“Ay?” said Monks, with quivering lip, and glancing over his shoulder. “Blood! How things come about at last!”
“The child was the one you named to him last night,” said the matron, nodding carelessly towards her husband; “the mother this nurse had robbed.”
“In life?” asked Monks.
“In death,” replied the woman, with something like a shudder. “She stole from the corpse, when it had hardly turned to one, that which the dead mother had prayed her with her last breath to keep for the infant’s sake.”
“She sold it?” cried Monks, with desperate eagerness; “did she sell it?—where?—when?—to whom?—how long before?”
“As she told me with great difficulty that she had done this,” said the matron, “she fell back and died.”
“Without saying more?” cried Monks, in a voice which, from its very suppression, seemed only the more furious. “It’s a lie! I’ll not be played with. She said more—I’ll tear the life out of you both, but I’ll know what it was.”

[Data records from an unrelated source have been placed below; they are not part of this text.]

//! Native stack headroom for the recursive passes.
//!
//! The parser, resolver, evaluator and printer all recurse once per nesting
//! level of the tree. Each wraps its recursive entry point in
//! [`ensure_sufficient_stack`], which moves onto a freshly allocated segment
//! whenever less than [`RED_ZONE`] bytes remain, so nesting depth is limited by
//! memory and by `MAX_CALL_DEPTH`, never by the size of the thread's stack.

/// Stack kept free before recursing; below it the stack is grown.
pub const RED_ZONE: usize = 128 * 1024;

/// Stack allocated per growth step.
pub const STACK_PER_RECURSION: usize = 2 * 1024 * 1024;

#[inline]
pub fn ensure_sufficient_stack<R>(f: impl FnOnce() -> R) -> R {
    stacker::maybe_grow(RED_ZONE, STACK_PER_RECURSION, f)
}
use pretty_assertions::assert_eq;

use rox::ast_printer::AstPrinter;
use rox::expr::{Expr, LiteralValue};
use rox::parser::Parser;
use rox::stmt::Stmt;

fn expression(source: &str) -> Expr {
    let tokens = rox::scan(source).unwrap();
    Parser::new(tokens).parse_expression().unwrap()
}

fn program(source: &str) -> Vec<Stmt> {
    rox::parse(source).unwrap_or_else(|errors| {
        panic!(
            "parse failed: {:?}",
            errors.iter().map(ToString::to_string).collect::<Vec<_>>()
        )
    })
}

fn parse_errors(source: &str) -> Vec<String> {
    match rox::parse(source) {
        Ok(_) => panic!("parse unexpectedly succeeded"),
        Err(errors) => errors.iter().map(ToString::to_string).collect(),
    }
}

#[test]
fn precedence_and_grouping() {
    assert_eq!(
        AstPrinter::print(&expression("-123 * (45.67) + 2 >= 1 == !false")),
        "(== (>= (+ (* (- 123.0) (group 45.67)) 2.0) 1.0) (! false))"
    );
}

#[test]
fn logical_operators_bind_looser_than_equality() {
    assert_eq!(
        AstPrinter::print(&expression("a or b and c == d")),
        "(or a (and b (== c d)))"
    );
}

#[test]
fn calls_properties_and_assignment() {
    assert_eq!(
        AstPrinter::print(&expression("a.b(1, \"s\").c = d = nil")),
        "(= (. (call (. a b) 1.0 s) c) (= d nil))"
    );
    assert_eq!(AstPrinter::print(&expression("super.cook")), "(super cook)");
}

#[test]
fn identical_expressions_are_distinct_nodes() {
    let stmts = program("a; a;");

    let ids: Vec<_> = stmts
        .iter()
        .map(|stmt| match stmt {
            Stmt::Expression(Expr::Variable { id, .. }) => *id,
            other => panic!("unexpected statement {:?}", other),
        })
        .collect();

    assert_ne!(ids[0], ids[1]);
}

#[test]
fn for_loop_is_lowered_to_while() {
    let stmts = program("for (var i = 0; i < 3; i = i + 1) print i;");

    let [Stmt::Block(outer)] = stmts.as_slice() else {
        panic!("expected one block, got {:?}", stmts);
    };
    assert!(matches!(outer[0], Stmt::Var { .. }));

    let Stmt::While { body, .. } = &outer[1] else {
        panic!("expected while, got {:?}", outer[1]);
    };
    let Stmt::Block(inner) = body.as_ref() else {
        panic!("expected block body, got {:?}", body);
    };
    assert!(matches!(inner[0], Stmt::Print(_)));
    assert!(matches!(inner[1], Stmt::Expression(Expr::Assign { .. })));
}

#[test]
fn for_loop_without_clauses_loops_on_true() {
    let stmts = program("for (;;) print 1;");

    let [Stmt::While { condition, .. }] = stmts.as_slice() else {
        panic!("expected a bare while, got {:?}", stmts);
    };
    assert!(matches!(
        condition,
        Expr::Literal {
            value: LiteralValue::True,
            line: 1
        }
    ));
}

#[test]
fn class_with_superclass_and_methods() {
    let stmts = program("class B < A { init(x) { this.x = x; } get() { return this.x; } }");

    let [Stmt::Class {
        name,
        superclass,
        methods,
    }] = stmts.as_slice()
    else {
        panic!("expected a class, got {:?}", stmts);
    };

    assert_eq!(name.lexeme, "B");
    assert!(matches!(superclass, Some(Expr::Variable { name, .. }) if name.lexeme == "A"));
    let names: Vec<&str> = methods.iter().map(|m| m.name.lexeme.as_str()).collect();
    assert_eq!(names, vec!["init", "get"]);
    assert_eq!(methods[0].params.len(), 1);
}

#[test]
fn reports_every_syntax_error() {
    assert_eq!(
        parse_errors("var = 1;\nprint (2;\nvar ok = 3;"),
        vec![
            "[line 1] Error at '=': Expected variable name",
            "[line 2] Error at ';': Expected ')' after expression",
        ]
    );
}

#[test]
fn invalid_assignment_target() {
    assert_eq!(
        parse_errors("1 + 2 = 3;"),
        vec!["[line 1] Error at '=': Invalid assignment target"]
    );
}

#[test]
fn missing_semicolon_at_end() {
    assert_eq!(
        parse_errors("print 1"),
        vec!["[line 1] Error at end: Expected ';' after value"]
    );
}

#[test]
fn ast_serializes_to_json() {
    let json = serde_json::to_value(expression("1 + x")).unwrap();

    assert_eq!(json["Binary"]["operator"]["lexeme"], "+");
    assert_eq!(json["Binary"]["left"]["Literal"]["value"]["Number"], 1.0);
    assert_eq!(json["Binary"]["right"]["Variable"]["name"]["lexeme"], "x");
}

#[test]
fn literals_keep_their_line() {
    assert_eq!(expression("\n\n42").line(), 3);
    assert_eq!(expression("\n(\"text\")").line(), 2);
}

fn printed(source: &str) -> String {
    AstPrinter::print_program(&program(source))
}

#[test]
fn prints_simple_statements() {
    assert_eq!(
        printed("var a; var b = 1; print a + b; a = 2;"),
        "(var a)\n(var b = 1.0)\n(print (+ a b))\n(; (= a 2.0))"
    );
}

#[test]
fn prints_control_flow() {
    assert_eq!(
        printed("if (a) print 1; else { print 2; } while (b) b = false;"),
        "(if-else a (print 1.0) (block (print 2.0)))\n(while b (; (= b false)))"
    );
    assert_eq!(printed("if (a) {}"), "(if a (block))");
}

#[test]
fn prints_functions_and_classes() {
    assert_eq!(
        printed("fun add(a, b) { return a + b; } fun noop() { return; }"),
        "(fun add(a b) (return (+ a b)))\n(fun noop() (return))"
    );
    assert_eq!(
        printed("class B < A { init(x) { this.x = x; } }"),
        "(class B < A (fun init(x) (; (= (. this x) x))))"
    );
}

#[test]
fn deep_nesting_parses_and_prints() {
    let depth = 50_000;
    let source = format!("{}print 1;{}", "{".repeat(depth), "}".repeat(depth));

    let printed = printed(&source);

    assert!(printed.starts_with("(block (block "));
    assert_eq!(printed.matches("(block").count(), depth);
}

“She didn’t utter another word,” said the woman, to all appearance unmoved (as Mr. Bumble was very far from being) by the strange man’s violence; “but she clutched my gown violently with one hand, which was partly closed, and when I saw that she was dead, and so removed the hand by force, I found it clasped a scrap of dirty paper.”
“Which contained—” interposed Monks, stretching forward.
“Nothing,” replied the woman; “it was a pawnbroker’s duplicate.”